The government’s nonproliferation objective is to get 34 tonnes of surplus weapons-grade plutonium out of circulation forever. TVA’s objective is to get nuclear fuel that will work safely in its reactors and at a competitive price.
TVA is a public power provider for a seven-state region serving nine million people. In 2010, 36 percent of its power generation came from nuclear energy. One element of its charter, which dates back to the New Deal programs between 1933 and 1936 of President Franklin Roosevelt, is to support national security missions. TVA built power plants to provide electricity for the Manhattan Project at Oak Ridge.
Today, it participates in the DOE’s nonproliferation efforts through the use of fuel made from blended down highly-enriched surplus uranium.
Evaluating the potential for MOX
Mick Mastilovic, TVA’s manager of Nuclear Fuel Supply, told ANS Nuclear Cafe in a telephone interview that the utility’s evaluation of the potential for using MOX fuel will primarily address safety as well as economics of using MOX relative to all uranium fuel. TVA has not yet made a decision to pursue MOX fuel licensing and implementation.

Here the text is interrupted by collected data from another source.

//! Persistent connections that survive configuration changes.
//!
//! This module provides [`ConnectionManager`], which owns at most one live
//! [`SubprocessTransport`] and rebuilds it when settings change. The CLI reads
//! its settings only at launch, so a live change means: terminate the
//! process, derive a new configuration that resumes the same session, and
//! connect again.
//!
//! # Example
//!
//! ```ignore
//! use futures::StreamExt;
//! use claude_transport::{ConnectionManager, Model, TransportConfig};
//!
//! let manager = ConnectionManager::new(TransportConfig::default());
//! manager.connect().await?;
//! let mut messages = manager.take_stream().await.expect("fresh connection");
//!
//! manager.send_message("Remember the number 7").await?;
//! // ... read until the result ...
//!
//! // Switches model and resumes the conversation in a new process.
//! manager.set_model(Model::Opus).await?;
//! let mut messages = manager.take_stream().await.expect("reconnected");
//! ```

use std::sync::Arc;
use std::time::Duration;

use serde_json::Value;
use tokio::sync::Mutex;
use tracing::{debug, info};

use crate::config::{Model, PermissionMode, SessionId, TransportConfig, TransportConfigBuilder};
use crate::protocol;
use crate::transport::{MessageStream, SubprocessTransport};
use crate::{Error, Result};

/// Derive the configuration for reconnecting to a conversation.
///
/// With a session id the new process resumes that session; without one it
/// continues the most recent conversation. Every other field is unchanged.
pub fn derive_reconnect_config(
    config: &TransportConfig,
    session: Option<&SessionId>,
) -> TransportConfig {
    let builder = config.to_builder();
    let builder = match session {
        Some(id) => builder.resume(id.clone()).continue_conversation(false),
        None => builder.clear_resume().continue_conversation(true),
    };
    builder.build()
}

#[derive(Debug)]
struct Active {
    transport: Arc<SubprocessTransport>,
    stream: Option<MessageStream>,
}

#[derive(Debug)]
struct Inner {
    config: Arc<TransportConfig>,
    active: Option<Active>,
    /// Session of the last disconnected transport.
    last_session: Option<SessionId>,
}

/// Holds one persistent connection and reconnects it on demand.
///
/// # Thread Safety
///
/// `ConnectionManager` is `Send + Sync`. Connects, disconnects and
/// reconnects are serialized; sends go straight to the current transport.
#[derive(Debug)]
pub struct ConnectionManager {
    inner: Mutex<Inner>,
}

impl ConnectionManager {
    pub fn new(config: TransportConfig) -> Self {
        Self::with_shared_config(Arc::new(config))
    }

    pub(crate) fn with_shared_config(config: Arc<TransportConfig>) -> Self {
        Self {
            inner: Mutex::new(Inner {
                config,
                active: None,
                last_session: None,
            }),
        }
    }

    /// The configuration the next connection will use.
    pub async fn config(&self) -> Arc<TransportConfig> {
        Arc::clone(&self.inner.lock().await.config)
    }

    pub async fn is_connected(&self) -> bool {
        self.inner.lock().await.active.is_some()
    }

    /// Open a persistent connection with the current configuration.
    ///
    /// # Errors
    ///
    /// [`Error::InvalidState`] if already connected, or the launch error.
    pub async fn connect(&self) -> Result<()> {
        let mut inner = self.inner.lock().await;
        if inner.active.is_some() {
            return Err(Error::invalid_state("already connected"));
        }
        Self::connect_locked(&mut inner).await
    }

    async fn connect_locked(inner: &mut Inner) -> Result<()> {
        let transport = Arc::new(SubprocessTransport::with_shared_config(Arc::clone(
            &inner.config,
        )));
        let stream = transport.connect().await?;
        info!(pid = ?transport.supervisor().pid(), "connected");
        inner.active = Some(Active {
            transport,
            stream: Some(stream),
        });
        Ok(())
    }

    /// Take the message stream of the current connection.
    ///
    /// Returns `None` when disconnected or when the stream was already taken.
    pub async fn take_stream(&self) -> Option<MessageStream> {
        self.inner
            .lock()
            .await
            .active
            .as_mut()
            .and_then(|active| active.stream.take())
    }

    /// The current transport, if connected.
    pub async fn transport(&self) -> Option<Arc<SubprocessTransport>> {
        self.inner
            .lock()
            .await
            .active
            .as_ref()
            .map(|active| Arc::clone(&active.transport))
    }

    /// Session id of the current connection, or of the last one.
    pub async fn session_id(&self) -> Option<SessionId> {
        let inner = self.inner.lock().await;
        Self::known_session(&inner)
    }

    fn known_session(inner: &Inner) -> Option<SessionId> {
        inner
            .active
            .as_ref()
            .and_then(|active| active.transport.session_id())
            .or_else(|| inner.last_session.clone())
    }

    /// Terminate the current connection. Does nothing when disconnected.
    pub async fn disconnect(&self) {
        let mut inner = self.inner.lock().await;
        Self::disconnect_locked(&mut inner).await;
    }

    async fn disconnect_locked(inner: &mut Inner) {
        let Some(active) = inner.active.take() else {
            return;
        };
        if let Some(id) = active.transport.session_id() {
            inner.last_session = Some(id);
        }
        active.transport.close().await;
        debug!("disconnected");
    }

    /// Replace the connection with one that picks up the same conversation.
    ///
    /// Resumes `session_override`, else the known session id, else continues
    /// the most recent conversation.
    pub async fn reconnect(&self, session_override: Option<SessionId>) -> Result<()> {
        let mut inner = self.inner.lock().await;
        Self::reconnect_locked(&mut inner, session_override).await
    }

    async fn reconnect_locked(inner: &mut Inner, session_override: Option<SessionId>) -> Result<()> {
        Self::disconnect_locked(inner).await;
        let session = session_override.or_else(|| Self::known_session(inner));
        info!(session_id = ?session.as_ref().map(SessionId::as_str), "reconnecting");
        inner.config = Arc::new(derive_reconnect_config(&inner.config, session.as_ref()));
        Self::connect_locked(inner).await
    }

    /// Change the configuration, reconnecting if a connection is live.
    pub async fn update_config<F>(&self, update: F) -> Result<()>
    where
        F: FnOnce(TransportConfigBuilder) -> TransportConfigBuilder,
    {
        let mut inner = self.inner.lock().await;
        inner.config = Arc::new(update(inner.config.to_builder()).build());
        if inner.active.is_some() {
            Self::reconnect_locked(&mut inner, None).await?;
        }
        Ok(())
    }

    pub async fn set_model(&self, model: impl Into<Model>) -> Result<()> {
        let model = model.into();
        self.update_config(|builder| builder.model(model)).await
    }

    pub async fn set_permission_mode(&self, mode: PermissionMode) -> Result<()> {
        self.update_config(|builder| builder.permission_mode(mode))
            .await
    }

    async fn connected_transport(&self) -> Result<Arc<SubprocessTransport>> {
        self.transport()
            .await
            .ok_or_else(|| Error::invalid_state("not connected"))
    }

    /// Send a user message threaded with the known session id.
    pub async fn send_message(&self, content: impl Into<Value>) -> Result<()> {
        let transport = self.connected_transport().await?;
        let session = match transport.session_id() {
            Some(id) => Some(id),
            None => self.inner.lock().await.last_session.clone(),
        };
        let session = session
            .as_ref()
            .map_or(protocol::DEFAULT_SESSION_ID, SessionId::as_str);
        transport
            .send(&protocol::user_message(content, session))
            .await
    }

    /// Send a raw message object.
    pub async fn send(&self, message: &Value) -> Result<()> {
        self.connected_transport().await?.send(message).await
    }

    pub async fn interrupt(&self) -> Result<()> {
        self.connected_transport().await?.interrupt().await
    }

    pub async fn send_control_request(
        &self,
        request: Value,
        timeout: Option<Duration>,
    ) -> Result<Value> {
        self.connected_transport()
            .await?
            .send_control_request(request, timeout)
            .await
    }
}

If TVA decides to use MOX, it could eventually replace up to 40 percent of the fuel assemblies in the cores of its Sequoyah and Browns Ferry reactors. The two Sequoyah reactors are pressurized water reactors with 193 fuel assemblies each. The three Browns Ferry reactors are boiling water reactors with 764 fuel assemblies each.

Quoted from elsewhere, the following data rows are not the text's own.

impl ProcessSupervisor {
    /// Create an idle supervisor for `program`.
    pub fn new(program: impl Into<PathBuf>) -> Self {
        let (state, _) = watch::channel(LifecycleState::Idle);
        Self {
            program: program.into(),
            inherit_env: true,
            state,
            op_lock: Mutex::new(()),
            stdin: Mutex::new(None),
            pid: StdMutex::new(None),
            stderr_path: StdMutex::new(None),
            exit: StdMutex::new(None),
            force_kill: Arc::new(Notify::new()),
            cancel: CancellationToken::new(),
            tasks: StdMutex::new(Vec::new()),
        }
    }

    /// Whether the child inherits this process's environment (default: true).
    pub fn with_inherit_env(mut self, inherit: bool) -> Self {
        self.inherit_env = inherit;
        self
    }

    /// Current lifecycle state.
    pub fn state(&self) -> LifecycleState {
        *self.state.borrow()
    }

    /// OS process id, once started.
    pub fn pid(&self) -> Option<u32> {
        *lock(&self.pid)
    }

    /// Exit information, if the process has already exited.
    pub fn exit_status(&self) -> Option<ProcessExit> {
        lock(&self.exit).as_ref().and_then(|rx| *rx.borrow())
    }

    /// Whether the process is running and has not exited on its own.
    pub fn is_running(&self) -> bool {
        self.state() == LifecycleState::Running && self.exit_status().is_none()
    }

    /// Launch the process.
    ///
    /// Creates stdin/stdout pipes and a temporary file for stderr, then
    /// returns the stdout handle for the decoder.
    ///
    /// # Errors
    ///
    /// - [`Error::InvalidState`] unless the supervisor is idle
    /// - [`Error::Connection`] if the OS refuses to launch the executable;
    ///   the supervisor ends up terminated
    pub async fn start(
        &self,
        args: &[String],
        working_directory: Option<&Path>,
        env: &HashMap<String, String>,
    ) -> Result<ChildStdout> {
        let _op = self.op_lock.lock().await;

        let mut current = LifecycleState::Idle;
        let claimed = self.state.send_if_modified(|state| {
            current = *state;
            if *state == LifecycleState::Idle {
                *state = LifecycleState::Starting;
                true
            } else {
                false
            }
        });
        if !claimed {
            return Err(Error::invalid_state(format!(
                "cannot start process in state {current}"
            )));
        }

        match self.launch(args, working_directory, env).await {
            Ok(stdout) => {
                self.state.send_if_modified(|state| {
                    if *state == LifecycleState::Starting {
                        *state = LifecycleState::Running;
                        true
                    } else {
                        false
                    }
                });
                Ok(stdout)
            }
            Err(e) => {
                lock(&self.stderr_path).take();
                self.state.send_replace(LifecycleState::Terminated);
                Err(e)
            }
        }
    }

    async fn launch(
        &self,
        args: &[String],
        working_directory: Option<&Path>,
        env: &HashMap<String, String>,
    ) -> Result<ChildStdout> {
        let stderr_file = tempfile::Builder::new()
            .prefix("claude-stderr-")
            .suffix(".log")
            .tempfile()
            .map_err(|e| Error::io("failed to create stderr sink", e))?;
        let stderr_handle = stderr_file
            .reopen()
            .map_err(|e| Error::io("failed to open stderr sink", e))?;
        *lock(&self.stderr_path) = Some(stderr_file.into_temp_path());

        let mut cmd = Command::new(&self.program);
        cmd.args(args)
            .stdin(Stdio::piped())
            .stdout(Stdio::piped())
            .stderr(Stdio::from(stderr_handle))
            .kill_on_drop(true);
        if !self.inherit_env {
            cmd.env_clear();
        }
        cmd.envs(env);
        if let Some(dir) = working_directory {
            cmd.current_dir(dir);
        }

        let mut child = cmd.spawn().map_err(|e| {
            let context = if e.kind() == std::io::ErrorKind::NotFound {
                format!("CLI not found at {}", self.program.display())
            } else {
                format!("failed to launch {}", self.program.display())
            };
            Error::io(&context, e)
        })?;

        let stdin = child
            .stdin
            .take()
            .ok_or_else(|| Error::connection("failed to capture CLI stdin"))?;
        let stdout = child
            .stdout
            .take()
            .ok_or_else(|| Error::connection("failed to capture CLI stdout"))?;

        let pid = child.id();
        *lock(&self.pid) = pid;
        *self.stdin.lock().await = Some(stdin);

        let (exit_tx, exit_rx) = watch::channel(None);
        *lock(&self.exit) = Some(exit_rx);

        let force_kill = Arc::clone(&self.force_kill);
        tokio::spawn(async move {
            let status = tokio::select! {
                status = child.wait() => status,
                () = force_kill.notified() => {
                    if let Err(e) = child.start_kill() {
                        debug!(?pid, error = %e, "force kill failed");
                    }
                    child.wait().await
                }
            };
            let exit = match status {
                Ok(status) => ProcessExit {
                    code: status.code(),
                },
                Err(e) => {
                    warn!(?pid, error = %e, "failed to wait for CLI process");
                    ProcessExit { code: None }
                }
            };
            debug!(?pid, code = ?exit.code, "CLI process exited");
            exit_tx.send_replace(Some(exit));
        });

        info!(?pid, program = %self.program.display(), "started CLI process");
        Ok(stdout)
    }

    /// Write raw bytes to the process stdin.
    ///
    /// Concurrent writers are serialized; each call's bytes reach the pipe
    /// contiguously.
    ///
    /// # Errors
    ///
    /// - [`Error::InvalidState`] if the process is not running or stdin was
    ///   closed
    /// - [`Error::UnexpectedTermination`] if the process has gone away
    /// - [`Error::Connection`] for other I/O failures
    pub async fn write(&self, bytes: &[u8]) -> Result<()> {
        let state = self.state();
        if state != LifecycleState::Running {
            return Err(Error::invalid_state(format!(
                "cannot write to process in state {state}"
            )));
        }

        let mut guard = self.stdin.lock().await;
        let stdin = guard
            .as_mut()
            .ok_or_else(|| Error::invalid_state("stdin is closed"))?;

        let written = match stdin.write_all(bytes).await {
            Ok(()) => stdin.flush().await,
            Err(e) => Err(e),
        };

        match written {
            Ok(()) => Ok(()),
            Err(e) if e.kind() == std::io::ErrorKind::BrokenPipe => {
                guard.take();
                drop(guard);
                Err(Error::UnexpectedTermination {
                    exit_code: self.exit_status().and_then(|exit| exit.code),
                    stderr: self.stderr_contents().await,
                })
            }
            Err(e) => Err(Error::io("failed to write to CLI stdin", e)),
        }
    }

    /// Signal end of input without terminating the process. Idempotent.
    pub async fn close_stdin(&self) {
        if let Some(mut stdin) = self.stdin.lock().await.take() {
            if let Err(e) = stdin.shutdown().await {
                debug!(error = %e, "closing CLI stdin failed");
            }
        }
    }

    /// Send a non-fatal interrupt (SIGINT) to a running process.
    ///
    /// Does nothing when the process is not running, and on platforms
    /// without signals.
    pub fn interrupt_signal(&self) {
        if !self.is_running() {
            return;
        }
        if let Some(pid) = self.pid() {
            #[cfg(unix)]
            send_signal(pid, nix::sys::signal::Signal::SIGINT);
            #[cfg(not(unix))]
            debug!(pid, "interrupt signal unsupported on this platform");
        }
    }

    /// Wait until the process exits and return its exit code.
    ///
    /// No timeout is applied here. Returns `Ok(None)` when the process was
    /// ended by a signal.
    ///
    /// # Errors
    ///
    /// [`Error::InvalidState`] if the process was never started.
    pub async fn wait_for_exit(&self) -> Result<Option<i32>> {
        let rx = lock(&self.exit).clone();
        let mut rx = rx.ok_or_else(|| Error::invalid_state("process was never started"))?;
        let exit = match rx.wait_for(Option::is_some).await {
            Ok(exit) => *exit,
            // Reaper gone without publishing; the child was dropped and killed.
            Err(_) => None,
        };
        Ok(exit.and_then(|exit| exit.code))
    }

    /// Token cancelled when termination begins.
    ///
    /// Background tasks select on this to stop before the process is torn
    /// down.
    pub fn cancellation_token(&self) -> CancellationToken {
        self.cancel.child_token()
    }

    /// Register a background task to be cancelled by [`terminate`](Self::terminate).
    pub fn track(&self, handle: JoinHandle<()>) {
        if self.cancel.is_cancelled() {
            handle.abort();
            return;
        }
        let mut tasks = lock(&self.tasks);
        tasks.retain(|task| !task.is_finished());
        tasks.push(handle);
    }

    /// Tear down the process. Never fails and is safe to call repeatedly or
    /// concurrently: only the first caller runs the sequence, the others wait
    /// for it to finish.
    ///
    /// 1. cancel and abort tracked tasks
    /// 2. close stdin
    /// 3. SIGTERM, then wait up to [`GRACEFUL_SHUTDOWN_TIMEOUT`]
    /// 4. SIGINT, then wait up to [`KILL_GRACE_PERIOD`]
    /// 5. force kill
    /// 6. delete the stderr file
    pub async fn terminate(&self) {
        let claimed = self.state.send_if_modified(|state| match state {
            LifecycleState::Idle | LifecycleState::Starting | LifecycleState::Running => {
                *state = LifecycleState::Terminating;
                true
            }
            LifecycleState::Terminating | LifecycleState::Terminated => false,
        });

        if !claimed {
            let mut rx = self.state.subscribe();
            let _ = rx.wait_for(|s| *s == LifecycleState::Terminated).await;
            return;
        }

        // Let an in-flight start finish so its handles are visible here.
        let _op = self.op_lock.lock().await;
        let pid = self.pid();
        debug!(?pid, "terminating CLI process");

        self.cancel.cancel();
        for task in lock(&self.tasks).drain(..) {
            task.abort();
        }

        self.stdin.lock().await.take();

        if self.exit_status().is_none() && lock(&self.exit).is_some() {
            self.escalate(pid).await;
        }

        if let Some(path) = lock(&self.stderr_path).take() {
            if let Err(e) = path.close() {
                debug!(error = %e, "failed to remove stderr file");
            }
        }

        self.state.send_replace(LifecycleState::Terminated);
        info!(?pid, "CLI process terminated");
    }

    async fn escalate(&self, pid: Option<u32>) {
        #[cfg(unix)]
        if let Some(pid) = pid {
            send_signal(pid, nix::sys::signal::Signal::SIGTERM);
        }
        #[cfg(not(unix))]
        self.force_kill.notify_one();

        if self.exited_within(GRACEFUL_SHUTDOWN_TIMEOUT).await {
            return;
        }

        warn!(?pid, "CLI process ignored terminate, interrupting");
        #[cfg(unix)]
        if let Some(pid) = pid {
            send_signal(pid, nix::sys::signal::Signal::SIGINT);
        }
        if self.exited_within(KILL_GRACE_PERIOD).await {
            return;
        }

        warn!(?pid, "CLI process still alive, force killing");
        self.force_kill.notify_one();
        if !self.exited_within(KILL_GRACE_PERIOD).await {
            warn!(?pid, "CLI process did not report exit after force kill");
        }
    }

    async fn exited_within(&self, window: Duration) -> bool {
        tokio::time::timeout(window, self.wait_for_exit())
            .await
            .is_ok()
    }

    /// Best-effort read of everything the process wrote to stderr.
    ///
    /// Returns an empty string on any failure, including after
    /// [`terminate`](Self::terminate) removed the file.
    pub async fn stderr_contents(&self) -> String {
        let path = lock(&self.stderr_path)
            .as_ref()
            .map(|path| path.to_path_buf());
        let Some(path) = path else {
            return String::new();
        };
        match tokio::fs::read(&path).await {
            Ok(bytes) => String::from_utf8_lossy(&bytes).into_owned(),
            Err(e) => {
                debug!(error = %e, "failed to read stderr file");
                String::new()
            }
        }
    }
}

The DOE’s MOX plant is expected to produce the equivalent of 1,700 PWR assemblies to dispose of 34 tonnes of surplus plutonium. At a projected output rate of up to 70 metric tons heavy metal per year, the MOX facility may produce more fuel than TVA’s five reactors could consume.

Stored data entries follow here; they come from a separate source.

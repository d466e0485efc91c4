//! Content block types carried inside assistant and user messages.

use serde::{Deserialize, Serialize};
use serde_json::Value;

/// A content block within a message.
#[derive(Debug, Clone, PartialEq, Serialize, Deserialize)]
#[serde(tag = "type", rename_all = "snake_case")]
pub enum ContentBlock {
    /// Plain text.
    Text { text: String },
    /// Extended thinking output.
    Thinking {
        thinking: String,
        #[serde(default)]
        signature: Option<String>,
    },
    /// A tool invocation requested by the assistant.
    ToolUse { id: String, name: String, input: Value },
    /// The result of a tool invocation.
    ToolResult {
        tool_use_id: String,
        #[serde(default)]
        content: Option<Value>,
        #[serde(default)]
        is_error: Option<bool>,
    },
    /// Block kinds this crate does not model (images, documents, ...).
    #[serde(other)]
    Unsupported,
}

impl ContentBlock {
    /// Text of a text block.
    pub fn text(&self) -> Option<&str> {
        match self {
            ContentBlock::Text { text } => Some(text),
            _ => None,
        }
    }

    /// Name and input of a tool-use block.
    pub fn as_tool_use(&self) -> Option<(&str, &Value)> {
        match self {
            ContentBlock::ToolUse { name, input, .. } => Some((name, input)),
            _ => None,
        }
    }
}

/// User message content: either a bare string or a list of blocks.
#[derive(Debug, Clone, PartialEq, Serialize, Deserialize)]
#[serde(untagged)]
pub enum UserContent {
    Text(String),
    Blocks(Vec<ContentBlock>),
}

#[cfg(test)]
mod tests {
    use super::*;

    #[test]
    fn parses_known_blocks() {
        let blocks: Vec<ContentBlock> = serde_json::from_str(
            r#"[
                {"type": "text", "text": "hi"},
                {"type": "thinking", "thinking": "hmm", "signature": "sig"},
                {"type": "tool_use", "id": "toolu_1", "name": "Read", "input": {"path": "/tmp/a"}},
                {"type": "tool_result", "tool_use_id": "toolu_1", "content": "ok", "is_error": false}
            ]"#,
        )
        .unwrap();

        assert_eq!(blocks[0].text(), Some("hi"));
        assert!(matches!(blocks[1], ContentBlock::Thinking { .. }));
        let (name, input) = blocks[2].as_tool_use().unwrap();
        assert_eq!(name, "Read");
        assert_eq!(input["path"], "/tmp/a");
        assert!(matches!(blocks[3], ContentBlock::ToolResult { is_error: Some(false), .. }));
    }

    #[test]
    fn unknown_block_kinds_are_tolerated() {
        let block: ContentBlock =
            serde_json::from_str(r#"{"type": "image", "source": {"type": "base64"}}"#).unwrap();
        assert_eq!(block, ContentBlock::Unsupported);
    }

    #[test]
    fn user_content_accepts_string_or_blocks() {
        let text: UserContent = serde_json::from_str(r#""hello""#).unwrap();
        assert_eq!(text, UserContent::Text("hello".into()));

        let blocks: UserContent =
            serde_json::from_str(r#"[{"type": "text", "text": "hello"}]"#).unwrap();
        assert!(matches!(blocks, UserContent::Blocks(ref b) if b.len() == 1));
    }
}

The National Nuclear Security Administration and its contractor, Shaw Areva MOX Services, are working toward agreements to market additional MOX fuel through the fuel fabrication vendors operating in the United States: Areva, Westinghouse, and Global Nuclear Fuel Americas (GE-Hitachi).
TVA won’t start out at the 40-percent core replacement level. The initial replacement level for the reactors will be about 8 assemblies of MOX fuel. Ramp up time to the 40-percent level depends on the DOE’s production schedule, how well the MOX works, and cost factors, among others.
“There is nothing quick about the process, as we have many gates to go through before possible implementation,” Mastilovic said, adding, “For instance, in the best case, we don’t expect to be able to load MOX assemblies before 2018.”
Explaining MOX to the public
One of the challenges that TVA faces is that the public perceptions of using plutonium as fuel needs some explaining. TVA starts by describing that MOX is a mix of uranium and plutonium. MOX has about 4-percent plutonium oxide (of which 94 percent is Pu-239) and the rest is depleted uranium oxide.
Commercial nuclear fuel starts as uranium oxide. What many people do not know, Mastilovic said, is that plutonium is a normal byproduct in nuclear reactors that fission uranium.
Plutonium builds up in the fuel inside the reactors and eventually provides up to 40 percent of the core’s heat energy. Fission of plutonium produces this energy in the reactor at the end of the life of the fuel.
“We’re not introducing a new element to a core, plutonium is already there,” he said.
And he also noted that “we’re not changing the thermal output of the reactor.”
Mastilovic said that while Pu-239 is more energetic than U-235, “The license governs the use of MOX. Heat inside a core can be managed by blending different fuels just like mixing different types of wood in a fireplace.”
Oak Ridge National Laboratory data presented by TVA to the Nuclear Waste Technology Review Board show little difference in decay heat loads between used MOX fuel and normal non-MOX fuel.
“Thus the difference in heat load between used MOX and used uranium oxide fuel can be accommodated in spent fuel pool cooling or space requirements and in dry cask thermal design,” Mastilovic said.
Overall, with TVA support as a cooperating agency, the DOE is on track to complete a supplemental environmental impact statement for MOX fuel use that will assess safety for workers, the public, and the environment. TVA’s public affairs office told ANS Nuclear Cafe that the MOX program will proceed in phases with multiple opportunities for public input.
The Nuclear Regulatory Commission licenses for all the reactors that are candidates to use MOX will have to be updated to address physical operating differences and any changes in safety requirements. Technically, at this point, TVA believes that the physical modifications needed for each reactor are manageable. Also, TVA expects the DOE’s MOX to cost less than uranium fuel.
A decision to proceed with engineering and licensing is currently expected to be made in 2013.